Mas também temos de admitir que o dinheiro não é tudo atualmente, e até neste campo as grandes empresas têm de ter muito jogo de cintura para conquistarem os melhores. As empresas que nascem no digital, ou que se adaptaram, e até muitas pequenas empresas, tendem a ser mais dinâmicas, modernas e flexíveis. Nem sempre é fácil uma grande empresa “mover” todo o seu legado para uma nova Era e ser sexy para o talento tecnológico.

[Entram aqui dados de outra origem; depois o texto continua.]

//! Command-line argument parsing for the swatch CLI.
//!
//! This module handles parsing command-line arguments and determining
//! which CLI command to execute.

/// Parsed CLI command to execute.
#[derive(Debug, Clone, PartialEq)]
pub enum CliCommand {
    /// Show version information
    Version,
    /// Print the catalog and exit
    List {
        /// Emit the catalog as JSON instead of plain text
        json: bool,
    },
    /// Run the TUI application (default)
    RunTui {
        /// Optional route path to open on startup, e.g. `/layouts/tobias-cv`
        path: Option<String>,
    },
}

/// Parse command-line arguments and return the appropriate command.
///
/// # Arguments
///
/// * `args` - Iterator of command-line arguments (typically `std::env::args()`)
///
/// # Returns
///
/// The `CliCommand` to execute based on the arguments.
///
/// # Examples
///
/// ```
/// use swatch::cli::args::{parse_args, CliCommand};
///
/// let args = vec!["swatch".to_string(), "--version".to_string()];
/// assert_eq!(parse_args(args.into_iter()), CliCommand::Version);
/// ```
pub fn parse_args<I>(args: I) -> CliCommand
where
    I: Iterator<Item = String>,
{
    let mut list = false;
    let mut json = false;
    let mut path: Option<String> = None;

    for arg in args.skip(1) {
        // Skip the program name
        match arg.as_str() {
            "--version" | "-V" => return CliCommand::Version,
            "--list" => list = true,
            "--json" => json = true,
            other if other.starts_with('/') && path.is_none() => {
                path = Some(other.to_string());
            }
            _ => {}
        }
    }

    if list {
        CliCommand::List { json }
    } else {
        CliCommand::RunTui { path }
    }
}

#[cfg(test)]
mod tests {
    use super::*;

    #[test]
    fn test_parse_version_flag() {
        let args = vec!["swatch".to_string(), "--version".to_string()];
        assert_eq!(parse_args(args.into_iter()), CliCommand::Version);
    }

    #[test]
    fn test_parse_version_short_flag() {
        let args = vec!["swatch".to_string(), "-V".to_string()];
        assert_eq!(parse_args(args.into_iter()), CliCommand::Version);
    }

    #[test]
    fn test_parse_list_flag() {
        let args = vec!["swatch".to_string(), "--list".to_string()];
        assert_eq!(parse_args(args.into_iter()), CliCommand::List { json: false });
    }

    #[test]
    fn test_parse_list_json_flags() {
        let args = vec![
            "swatch".to_string(),
            "--list".to_string(),
            "--json".to_string(),
        ];
        assert_eq!(parse_args(args.into_iter()), CliCommand::List { json: true });
    }

    #[test]
    fn test_parse_startup_path() {
        let args = vec!["swatch".to_string(), "/layouts/tobias-cv".to_string()];
        assert_eq!(
            parse_args(args.into_iter()),
            CliCommand::RunTui {
                path: Some("/layouts/tobias-cv".to_string())
            }
        );
    }

    #[test]
    fn test_parse_no_args() {
        let args = vec!["swatch".to_string()];
        assert_eq!(parse_args(args.into_iter()), CliCommand::RunTui { path: None });
    }

    #[test]
    fn test_parse_unknown_flag() {
        let args = vec!["swatch".to_string(), "--unknown".to_string()];
        assert_eq!(parse_args(args.into_iter()), CliCommand::RunTui { path: None });
    }
}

O isco até pode ser bem lançado, mas a retenção continua a ser o grande desafio. Como mantemos a permanente motivação? Como combatemos as constantes investidas de furto por parte de concorrentes de todo o mundo? Como mantemos tudo apetecível, desafiante e equilibrado? Escondemos o nosso talento ou tornamo-nos irresistíveis? Como asseguramos que a comunicação, a partilha, o trabalho e a gestão de equipas multiculturais, que trabalham em fusos horários diferentes e que nunca se conheceram presencialmente funcionam de forma perfeita?
Admitimos que a batalha pelo talento é demasiado avassaladora, e preocupamo-nos exclusivamente em arranjar uma equipa com as hard-skills necessárias? Ou não queremos comprometer a qualidade de serviço e vamos atrás dos melhores/mais ajustados à nossa realidade?
Atualmente a concorrência já não chega só dos concorrentes diretos, dos Unicórnios da vida, ou dos pares do mercado. Vem também da pequena startup “da esquina”, que nasce já no domínio de um negócio forjado nesta nova Era e que facilmente enche o olho aos melhores dos melhores.
Existe um trunfo? Não! Existe respeito por toda a concorrência. Porque quando subestimamos os nossos adversários, e achamos que estamos num patamar superior – mais confortável e inatingível – o resultado pode revelar-se surpreendente… no mau sentido.